Where: Delano Technologies Corp.
DIRECT AND DATABASE
When it comes to direct and database marketing, John Foresi, CEO of Toronto-based Delano Technology Corp., isn’t about to kowtow to traditionalists. He’s leading a company that specializes in using the Internet to manage marketing campaigns, and is convinced that Delano’s 215% revenue growth last year will only accelerate.
"In these tough economic times, where financial markets have turned hostile, organizations still need to automate their relationships with customers," said Foresi, who spends his off time like so many do in Canada—playing hockey. "It becomes even more important to manage relationships in a cost-effective manner. Customers aren’t going to settle for customer relationship management deployments in six to 12 months. They will want it more quickly."
Quickness is something Delano understands. Last year, the company acquired Digital
Archaeology Corp. to introduce marketing analytics to its suite of e-mail marketing software, and snapped up Continuity to provide chat and other forms of live marketing to the product. The day is coming when the activity recorded by call centers, sales-force applications and Internet communication will converge into a single customer database, Foresi said.
"It doesn’t matter how the customer reaches you, it is still a moment of truth,” he said, recalling the successes of such Delano clients as Nortel Networks Corp., i2 Technologies Inc., Zurich Financial Services Group and Mark VII Transportation Co. Inc. "Leading-edge companies want systems that go across all possible touch points with a customer."
—John Evan Frook
Who: Rich Baumer What: President-CEO Where: VentureDirect Worldwide Inc. Why: Baumer has expanded VentureDirect’s healthy direct mail business to include a b-to-b Internet portal, opt-in e-mail marketing and site-boosting Web campaigns. And the $150 million company was among the first to combine direct mail and Internet e-mail marketing in a single purchase.
Who: R. Gary Bridge What: VP-worldwide market intelligence and planning Where: IBM Corp. Why: The thinking behind the ThinkPad and IBM’s entire product slate falls under Bridge’s purview, as does customer satisfaction, global research forecasting and customer-information databases. His creation of a strict opt-in e-mail marketing policy at Big Blue garnered headlines last year.
Who: J. Tracy Emerick What: Principal Where: Taurus Direct Marketing Why: The direct-mail industry’s most influential analyst, Emerick insists that marketers are missing the boat when it comes to the Internet.

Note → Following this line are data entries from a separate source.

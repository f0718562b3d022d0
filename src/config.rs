use crate::errors::QueryMapError;
use serde::{Deserialize, Serialize};
use std::path::{Path, PathBuf};

pub const CONFIG_ENV: &str = "MONGO_OPERATORS_CONFIG";
pub const CONFIG_FILE_NAME: &str = "mongo-operators.toml";

/// Knobs for the translator. Every field has a default so partial TOML files work.
#[derive(Debug, Clone, PartialEq, Eq, Serialize, Deserialize)]
#[serde(default)]
pub struct TranslatorConfig {
    /// Separates a field name from its modifier suffix (`age_gte`).
    pub delimiter: String,
    /// Separates a sort field from its direction (`age:desc`).
    pub sort_separator: String,
    /// Top-level key holding the base filter object.
    pub where_key: String,
    pub limit_key: String,
    pub skip_key: String,
    pub sort_key: String,
    pub max_limit: Option<i64>,
    /// Turn numeric/boolean strings from query strings into typed values.
    pub coerce_values: bool,
}

impl Default for TranslatorConfig {
    fn default() -> Self {
        Self {
            delimiter: "_".into(),
            sort_separator: ":".into(),
            where_key: "where".into(),
            limit_key: "limit".into(),
            skip_key: "skip".into(),
            sort_key: "sort".into(),
            max_limit: None,
            coerce_values: true,
        }
    }
}

impl TranslatorConfig {
    /// # Errors
    /// Returns an error if a separator or reserved key is empty, or `max_limit` is not positive.
    pub fn validate(&self) -> Result<(), QueryMapError> {
        if self.delimiter.is_empty() {
            return Err(QueryMapError::Config("delimiter must not be empty".into()));
        }
        if self.sort_separator.is_empty() {
            return Err(QueryMapError::Config("sort_separator must not be empty".into()));
        }
        for (name, key) in [
            ("where_key", &self.where_key),
            ("limit_key", &self.limit_key),
            ("skip_key", &self.skip_key),
            ("sort_key", &self.sort_key),
        ] {
            if key.is_empty() {
                return Err(QueryMapError::Config(format!("{name} must not be empty")));
            }
        }
        let keys = [&self.where_key, &self.limit_key, &self.skip_key, &self.sort_key];
        for (i, key) in keys.iter().enumerate() {
            if keys[i + 1..].contains(key) {
                return Err(QueryMapError::Config(format!("reserved key {key:?} is used twice")));
            }
        }
        if let Some(max) = self.max_limit
            && max <= 0
        {
            return Err(QueryMapError::Config(format!("max_limit must be positive, got {max}")));
        }
        Ok(())
    }

    /// Returns true when `key` is one of the top-level shaping/base-filter keys.
    pub fn is_reserved(&self, key: &str) -> bool {
        key == self.limit_key || key == self.skip_key || key == self.sort_key || key == self.where_key
    }

    /// # Errors
    /// Returns an error if the TOML cannot be parsed or holds invalid values.
    pub fn from_toml_str(s: &str) -> Result<Self, QueryMapError> {
        let cfg: Self = toml::from_str(s)?;
        cfg.validate()?;
        Ok(cfg)
    }

    /// # Errors
    /// Returns an error if the file cannot be read or parsed.
    pub fn from_path(path: &Path) -> Result<Self, QueryMapError> {
        let s = std::fs::read_to_string(path)?;
        Self::from_toml_str(&s)
    }

    /// Apply `MONGO_OPERATORS_DELIMITER`, `MONGO_OPERATORS_MAX_LIMIT` and
    /// `MONGO_OPERATORS_COERCE` when set. Unparseable values are ignored.
    pub fn apply_env(&mut self) {
        self.apply_overrides(|name| std::env::var(name).ok());
    }

    /// [`TranslatorConfig::apply_env`] over an arbitrary variable lookup.
    pub fn apply_overrides(&mut self, lookup: impl Fn(&str) -> Option<String>) {
        if let Some(d) = lookup("MONGO_OPERATORS_DELIMITER")
            && !d.is_empty()
        {
            self.delimiter = d;
        }
        if let Some(max) = lookup("MONGO_OPERATORS_MAX_LIMIT")
            .and_then(|s| s.parse::<i64>().ok())
            .filter(|m| *m > 0)
        {
            self.max_limit = Some(max);
        }
        if let Some(s) = lookup("MONGO_OPERATORS_COERCE") {
            self.coerce_values = matches!(s.to_ascii_lowercase().as_str(), "1" | "true" | "yes");
        }
    }
}

/// Candidate config files in precedence order.
pub fn config_paths(cli_path: Option<&Path>) -> Vec<PathBuf> {
    search_paths(
        cli_path,
        std::env::var_os(CONFIG_ENV).map(PathBuf::from),
        dirs_next::config_dir(),
        std::env::current_dir().ok(),
    )
}

/// Order the candidate locations: explicit path, env path, user config dir, working dir.
pub fn search_paths(
    cli_path: Option<&Path>,
    env_path: Option<PathBuf>,
    config_dir: Option<PathBuf>,
    cwd: Option<PathBuf>,
) -> Vec<PathBuf> {
    let mut paths: Vec<PathBuf> = vec![];
    if let Some(p) = cli_path {
        paths.push(p.to_path_buf());
    }
    paths.extend(env_path);
    paths.extend(config_dir.map(|d| d.join(CONFIG_FILE_NAME)));
    paths.extend(cwd.map(|d| d.join(CONFIG_FILE_NAME)));
    paths
}

/// First existing file in `paths`, parsed; defaults when none exists.
///
/// # Errors
/// Returns an error if the chosen file cannot be parsed.
pub fn load_first(paths: &[PathBuf]) -> Result<TranslatorConfig, QueryMapError> {
    for p in paths {
        if p.exists() {
            log::debug!("loading translator config from {}", p.display());
            return TranslatorConfig::from_path(p);
        }
    }
    Ok(TranslatorConfig::default())
}

/// Load configuration. Precedence: explicit path > env path > user config dir >
/// working directory > defaults; environment overrides are applied last.
///
/// # Errors
/// Returns an error if an existing config file cannot be parsed. An explicit
/// `cli_path` that does not exist is also an error.
pub fn load_config(cli_path: Option<&Path>) -> Result<TranslatorConfig, QueryMapError> {
    if let Some(p) = cli_path
        && !p.exists()
    {
        return Err(QueryMapError::Config(format!("config file not found: {}", p.display())));
    }
    let mut cfg = load_first(&config_paths(cli_path))?;
    cfg.apply_env();
    cfg.validate()?;
    Ok(cfg)
}

#[cfg(test)]
mod tests {
    use super::*;

    #[test]
    fn partial_toml_keeps_defaults() {
        let cfg = TranslatorConfig::from_toml_str("delimiter = \"__\"\nmax_limit = 50\n").unwrap();
        assert_eq!(cfg.delimiter, "__");
        assert_eq!(cfg.max_limit, Some(50));
        assert_eq!(cfg.sort_separator, ":");
        assert_eq!(cfg.where_key, "where");
        assert!(cfg.coerce_values);
    }

    #[test]
    fn rejects_empty_delimiter() {
        let err = TranslatorConfig::from_toml_str("delimiter = \"\"").unwrap_err();
        assert!(matches!(err, QueryMapError::Config(_)));
    }

    #[test]
    fn rejects_non_positive_max_limit() {
        assert!(TranslatorConfig::from_toml_str("max_limit = 0").is_err());
    }

    #[test]
    fn rejects_clashing_reserved_keys() {
        let err = TranslatorConfig::from_toml_str("skip_key = \"limit\"").unwrap_err();
        assert!(matches!(err, QueryMapError::Config(_)));
    }

    #[test]
    fn reserved_keys() {
        let cfg = TranslatorConfig::default();
        assert!(cfg.is_reserved("limit"));
        assert!(cfg.is_reserved("where"));
        assert!(!cfg.is_reserved("name"));
    }

    #[test]
    fn load_from_explicit_path() {
        let dir = tempfile::tempdir().unwrap();
        let p = dir.path().join("cfg.toml");
        std::fs::write(&p, "sort_separator = \".\"\n").unwrap();
        let cfg = load_config(Some(&p)).unwrap();
        assert_eq!(cfg.sort_separator, ".");
    }

    #[test]
    fn search_order_and_first_existing_file_wins() {
        let dir = tempfile::tempdir().unwrap();
        let user_dir = dir.path().join("user");
        let cwd = dir.path().join("cwd");
        std::fs::create_dir_all(&user_dir).unwrap();
        std::fs::create_dir_all(&cwd).unwrap();
        let env_file = dir.path().join("env.toml");

        let paths = search_paths(None, Some(env_file.clone()), Some(user_dir.clone()), Some(cwd.clone()));
        assert_eq!(
            paths,
            vec![env_file.clone(), user_dir.join(CONFIG_FILE_NAME), cwd.join(CONFIG_FILE_NAME)]
        );
        assert_eq!(load_first(&paths).unwrap(), TranslatorConfig::default());

        std::fs::write(cwd.join(CONFIG_FILE_NAME), "max_limit = 30\n").unwrap();
        assert_eq!(load_first(&paths).unwrap().max_limit, Some(30));
        std::fs::write(user_dir.join(CONFIG_FILE_NAME), "max_limit = 20\n").unwrap();
        assert_eq!(load_first(&paths).unwrap().max_limit, Some(20));
        std::fs::write(&env_file, "max_limit = 10\n").unwrap();
        assert_eq!(load_first(&paths).unwrap().max_limit, Some(10));

        let cli = dir.path().join("cli.toml");
        std::fs::write(&cli, "delimiter = \"__\"\n").unwrap();
        let paths = search_paths(Some(&cli), Some(env_file), Some(user_dir), Some(cwd));
        let cfg = load_first(&paths).unwrap();
        assert_eq!(cfg.delimiter, "__");
        assert_eq!(cfg.max_limit, None);
    }

    #[test]
    fn overrides_apply_on_top_of_file_values() {
        let mut cfg = TranslatorConfig::from_toml_str("delimiter = \"__\"\nmax_limit = 5\n").unwrap();
        cfg.apply_overrides(|name| match name {
            "MONGO_OPERATORS_MAX_LIMIT" => Some("50".into()),
            "MONGO_OPERATORS_COERCE" => Some("no".into()),
            _ => None,
        });
        assert_eq!(cfg.delimiter, "__");
        assert_eq!(cfg.max_limit, Some(50));
        assert!(!cfg.coerce_values);
    }

    #[test]
    fn unusable_overrides_are_ignored() {
        let mut cfg = TranslatorConfig::default();
        cfg.apply_overrides(|name| match name {
            "MONGO_OPERATORS_DELIMITER" => Some(String::new()),
            "MONGO_OPERATORS_MAX_LIMIT" => Some("-4".into()),
            _ => None,
        });
        assert_eq!(cfg, TranslatorConfig::default());
    }

    #[test]
    fn missing_explicit_path_is_error() {
        let dir = tempfile::tempdir().unwrap();
        let p = dir.path().join("nope.toml");
        assert!(load_config(Some(&p)).is_err());
    }
}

Emerick is fine-tuning his company, Receptive Marketing Inc., to tackle the needs of construction-industry suppliers while finishing up a new book on direct marketing.
Who: Virginia Flo What: Creative services production manager Where: West Group Why: Flo makes sure some 9,000 direct mail campaigns annually get approved by clients before the printing presses start running. She’s helped keep West Group on the leading edge by deploying Noosh Inc. software that uses the Net to cut production time and costs.
Who: Karl Hirsch What: Founder, president-CEO Where: OneChannel.net Inc. Why: The founder of Preview Software could have retired on the cash he made via a merger. Instead, Hirsch formed OneChannel, which reports on buying patterns not only at a company’s site but at competitor sites as well. Initially a music and software foray, OneChannel now has set its sights on b-to-b.
Who: Larry Kimmel What: COO Where: Grey Direct Why: Under Kimmel’s direction, The Grey Global Group Inc. unit’s e-mail marketing prowess has attracted such powerhouse clients as Procter & Gamble Co. and Nokia Corp. Look for Kimmel to push Grey’s analytics capabilities via its MarketData Solutions database unit in 2001, capitalizing on the trend toward narrow targeting.
Who: Donn Rappaport What: Chairman-CEO Where: Impower Inc. Why: Rappaport is best known for building American List Counsel Inc. into a major player in the management and brokerage of customer contact lists. Now he’s sporting a new uniform with Impower, an ALC spinoff that’s building some of the largest b-to-b Internet lists on the market.
Who: Michael J. Saylor What: Founder, chairman-CEO Where: MicroStrategy Inc. Why: In 2000, MSI’s stock plummeted from $333 to as low as $8.94 a share. Nevertheless, Saylor’s company plugged away at the business-intelligence space, providing yeoman’s service to General Electric Co. and others backed by a solid customer relationship management suite.
Who: Matt Suffoletto What: CEO Where: TechTrader Inc. Why: Suffoletto may have revolutionized b-to-b data with his company’s Scenario Market Transformation Technology software. It looks for meaningful marketing events, such as product shortfalls, spikes in demand and upcoming price breaks, then helps marketers capitalize on the trends.